Years ago, Mark Dunbar, OD, FAAO, of Bascom Palmer shared with me some cases about rosacea. I was a little taken aback because the cases he shared concerned Hispanic patients, not the usual patients of Northern English isles descent we read about in school. The skeptic in me was doubtful, even though Mark had great pictures and detailed data from the cases.
Fast forward to today. Dry eyes and lid disease are the main buzzwords in ocular surface. In the past, everyone had aqueous tear deficiency, now everyone has meibomian gland dysfunction (MGD)/evaporative/blepharitis. With respect to blepharitis, Gary Gerber, OD, says it seems like staphylococcus has left the planet and demodex has taken its place.1
Demodex and rosacea
So, let’s look at the demodex prevalence studies. Three studies posit the rates of demodex in blepharitis: 62.9 percent, 88 percent, 97 percent of patients with blepharitis have demodex.2-5 The figures are not exactly the same, but they all represent the majority. There was a time when I believed there was blepharitis and, on a rare occasion, demodex blepharitis. Now, I believe that most blepharitis is actually caused by demodex. Yes, it is that prevalent.

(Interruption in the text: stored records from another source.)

impl Graph {
    pub fn new() -> Self {
        Self::with_config(GraphConfig::default())
    }

    pub fn with_config(config: GraphConfig) -> Self {
        let mut layers = LayerRegistry::new(config.default_layer.clone());
        for layer in &config.layers {
            layers.add(layer.clone());
        }
        Self {
            config,
            cells: CellCollection::new(),
            bus: EventBus::default(),
            batches: BatchTracker::new(),
            layers,
            attributes: PropertyMap::new(),
        }
    }

    pub fn config(&self) -> &GraphConfig {
        &self.config
    }

    /// Graph-level (non-cell) attributes, carried through the document.
    pub fn attributes(&self) -> &PropertyMap {
        &self.attributes
    }

    pub fn set_graph_attribute(&mut self, key: impl Into<String>, value: impl Into<Value>) {
        self.attributes.insert(key.into(), value.into());
    }

    // ========================================================================
    // Subscriptions
    // ========================================================================

    /// Register a callback for every graph event.
    pub fn subscribe<F>(&mut self, callback: F) -> SubscriberId
    where
        F: FnMut(&GraphEvent<'_>) + 'static,
    {
        self.bus.subscribe(Subscriber::new(callback))
    }

    pub fn unsubscribe(&mut self, id: SubscriberId) -> bool {
        self.bus.unsubscribe(id)
    }

    // ========================================================================
    // Batches
    // ========================================================================

    pub fn start_batch(&mut self, name: &str, data: PropertyMap) {
        let depth = self.batches.start(name);
        debug!(batch = name, depth, "batch start");
        self.bus.dispatch(&GraphEvent::BatchStart { name, data: &data });
    }

    pub fn stop_batch(&mut self, name: &str, data: PropertyMap) {
        let depth = self.batches.stop(name);
        debug!(batch = name, depth, "batch stop");
        self.bus.dispatch(&GraphEvent::BatchStop { name, data: &data });
    }

    /// With no names: whether any batch is running. With names: whether at
    /// least one of them is.
    pub fn has_active_batch(&self, names: &[&str]) -> bool {
        self.batches.has_active(names)
    }

    pub fn batches(&self) -> &BatchTracker {
        &self.batches
    }

    // ========================================================================
    // Lookup
    // ========================================================================

    pub fn get_cell(&self, id: &str) -> Option<&Cell> {
        self.cells.get(id)
    }

    pub fn has_cell(&self, id: &str) -> bool {
        self.cells.contains(id)
    }

    pub fn cells(&self) -> &CellCollection {
        &self.cells
    }

    pub fn cell_count(&self) -> usize {
        self.cells.len()
    }

    pub fn elements(&self) -> impl Iterator<Item = &Cell> {
        self.cells.iter().filter(|c| c.is_element())
    }

    pub fn links(&self) -> impl Iterator<Item = &Cell> {
        self.cells.iter().filter(|c| c.is_link())
    }

    pub fn first_cell(&self) -> Option<&Cell> {
        self.cells.first()
    }

    pub fn last_cell(&self) -> Option<&Cell> {
        self.cells.last()
    }

    /// Read-only view of the adjacency index.
    pub fn index(&self) -> &AdjacencyIndex {
        self.bus.index()
    }

    pub fn outbound_edges(&self, id: &str) -> &IndexSet<CellId> {
        self.index().outbound_edges(id)
    }

    pub fn inbound_edges(&self, id: &str) -> &IndexSet<CellId> {
        self.index().inbound_edges(id)
    }

    // ========================================================================
    // Layers
    // ========================================================================

    pub fn layers(&self) -> &LayerRegistry {
        &self.layers
    }

    pub fn add_layer(&mut self, id: impl Into<String>) -> bool {
        self.layers.add(id)
    }

    pub fn set_default_layer(&mut self, id: impl Into<String>) {
        self.layers.set_default(id);
    }

    /// Cells of a layer (default layer when `None`) in collection order.
    pub fn layer_cells<'a>(&'a self, layer: Option<&'a str>) -> Vec<&'a Cell> {
        let layer = layer.unwrap_or(self.layers.default_layer());
        self.layers.cells(layer, &self.cells).collect()
    }

    pub fn max_z_index(&self, layer: Option<&str>) -> i64 {
        self.layers.max_z(layer.unwrap_or(self.layers.default_layer()), &self.cells)
    }

    pub fn min_z_index(&self, layer: Option<&str>) -> i64 {
        self.layers.min_z(layer.unwrap_or(self.layers.default_layer()), &self.cells)
    }

    /// Stably reorder a layer's cells by z and announce it.
    pub fn sort_layer(&mut self, layer: &str) {
        if let Some((positions, ordered)) = self.layers.sort_plan(layer, &self.cells) {
            self.cells.reorder(&positions, &ordered);
        }
        debug!(layer, "layer sorted");
        self.bus.dispatch(&GraphEvent::Sort { layer });
    }

    fn layer_name(&self, id: &str) -> Option<String> {
        self.cells.get(id).map(|c| self.layers.layer_of(c).to_owned())
    }

    // ========================================================================
    // Attribute mutation
    // ========================================================================

    /// Set one attribute. Reserved keys update the typed field they map to;
    /// `source`/`target` move the link in the index.
    pub fn set_attribute(&mut self, id: &str, key: &str, value: impl Into<Value>) -> Result<()> {
        let mut touched = IndexSet::new();
        self.apply_attribute(id, key, value.into(), &mut touched).map(|_| ())
    }

    /// Apply a sparse patch: keys absent from `patch` are left alone.
    pub fn set_attributes(&mut self, id: &str, patch: PropertyMap) -> Result<()> {
        let mut touched = IndexSet::new();
        self.apply_patch(id, patch, &mut touched)
    }

    pub fn set_source(&mut self, id: &str, endpoint: Endpoint) -> Result<()> {
        self.apply_endpoint(id, End::Source, endpoint).map(|_| ())
    }

    pub fn set_target(&mut self, id: &str, endpoint: Endpoint) -> Result<()> {
        self.apply_endpoint(id, End::Target, endpoint).map(|_| ())
    }

    pub(crate) fn apply_patch(
        &mut self,
        id: &str,
        patch: PropertyMap,
        touched: &mut IndexSet<String>,
    ) -> Result<()> {
        for (key, value) in patch {
            self.apply_attribute(id, &key, value, touched)?;
        }
        Ok(())
    }

    /// Returns whether the value changed. Layers whose z-order may have been
    /// invalidated are added to `touched`.
    pub(crate) fn apply_attribute(
        &mut self,
        id: &str,
        key: &str,
        value: Value,
        touched: &mut IndexSet<String>,
    ) -> Result<bool> {
        if key == "source" || key == "target" {
            let end = if key == "source" { End::Source } else { End::Target };
            return self.apply_endpoint(id, end, Endpoint::from_value(&value));
        }

        let default_layer = self.layers.default_layer().to_owned();
        let cell = self
            .cells
            .get_mut(id)
            .ok_or_else(|| Error::NotFound(format!("Cell {id}")))?;

        match key {
            "id" => {
                if parse_id(&value).as_ref() != Some(&cell.id) {
                    return Err(Error::Validation(format!("cell {id} cannot change its id")));
                }
                return Ok(false);
            }
            "type" => {
                let cell_type = match value {
                    Value::String(t) if !t.is_empty() => t,
                    _ => return Err(Error::Validation("cell type must be a string".into())),
                };
                if cell.cell_type == cell_type {
                    return Ok(false);
                }
                cell.cell_type = cell_type;
            }
            "parent" => {
                let parent = parse_id(&value);
                if cell.parent == parent {
                    return Ok(false);
                }
                cell.parent = parent;
            }
            "embeds" => {
                let embeds = parse_ids(&value);
                if cell.embeds == embeds {
                    return Ok(false);
                }
                cell.embeds = embeds;
            }
            "z" => {
                let z = match &value {
                    Value::Null => None,
                    other => Some(other.as_int().ok_or_else(|| {
                        Error::Validation(format!("z must be an integer, got {}", other.type_name()))
                    })?),
                };
                if cell.z == z {
                    return Ok(false);
                }
                cell.z = z;
                touched.insert(cell.layer.clone().unwrap_or(default_layer));
            }
            "layer" => {
                let layer = match value {
                    Value::String(l) => Some(l),
                    Value::Null => None,
                    other => {
                        return Err(Error::Validation(format!(
                            "layer must be a string, got {}",
                            other.type_name()
                        )));
                    }
                };
                if cell.layer == layer {
                    return Ok(false);
                }
                let before = std::mem::replace(&mut cell.layer, layer);
                touched.insert(before.unwrap_or_else(|| default_layer.clone()));
                touched.insert(cell.layer.clone().unwrap_or(default_layer));
            }
            _ => {
                if cell.attributes.get(key) == Some(&value) {
                    return Ok(false);
                }
                cell.attributes.insert(key.to_owned(), value);
            }
        }

        if let Some(cell) = self.cells.get(id) {
            self.bus.dispatch(&GraphEvent::Change { cell, attribute: key });
        }
        Ok(true)
    }

    /// Reassign a link endpoint, moving the link between index buckets.
    pub(crate) fn apply_endpoint(&mut self, id: &str, end: End, endpoint: Endpoint) -> Result<bool> {
        let cell = self
            .cells
            .get_mut(id)
            .ok_or_else(|| Error::NotFound(format!("Cell {id}")))?;
        let slot = cell.endpoint_mut(end).ok_or_else(|| {
            Error::Validation(format!("element {id} has no {} endpoint", end.key()))
        })?;
        if *slot == endpoint {
            return Ok(false);
        }
        let previous = std::mem::replace(slot, endpoint);

        if let Some(link) = self.cells.get(id) {
            self.bus.dispatch(&GraphEvent::EndpointChange { link, end, previous: &previous });
            self.bus.dispatch(&GraphEvent::Change { cell: link, attribute: end.key() });
        }
        Ok(true)
    }
}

What does this have to do with rosacea? Recent research has pointed to an undeniable link between rosacea and demodex. Meta-analysis of several studies bears this out.5 Demodex even shares the same bacteria as rosacea patients.7,8
We are aware of the treatments for rosacea, and we know it is a chronic disease. Most of the treatments are palliative; there is no cure. Prescribing several treatments in clinical practice with little to no success is almost the norm. Based on the studies, I really do think the demodex mite causes rosacea. Our patterns of frustration with rosacea pretty much follow the patterns with demodex. Try this, try that.
Tea tree oil treatment
We know that the best treatment for demodex is tea tree oil.9 Tea tree oil is merciless against the mite. It comes in pads, ointments, soaps, shampoos, etc. We have noticed it is also effective against rosacea. Typically, we recommend the patient to use the tea tree oil wipes on their face after using on the lids. The results have been excellent. Patients for the first time have the redness in their cheeks resolve. The mite does not only reside in the lashes, it also resides in the skin. Our luck in treating rosacea has increased when we think of it as a demodex problem first.
Since learning more about demodex, I am seeing much more rosacea than ever, even in places I would never expect, like my own clinical practice. Because my patient demographic is mostly Hispanic, I am seeing lots of rosacea and demodex in, of course, mostly Hispanics.
Mark Dunbar, you were right all along.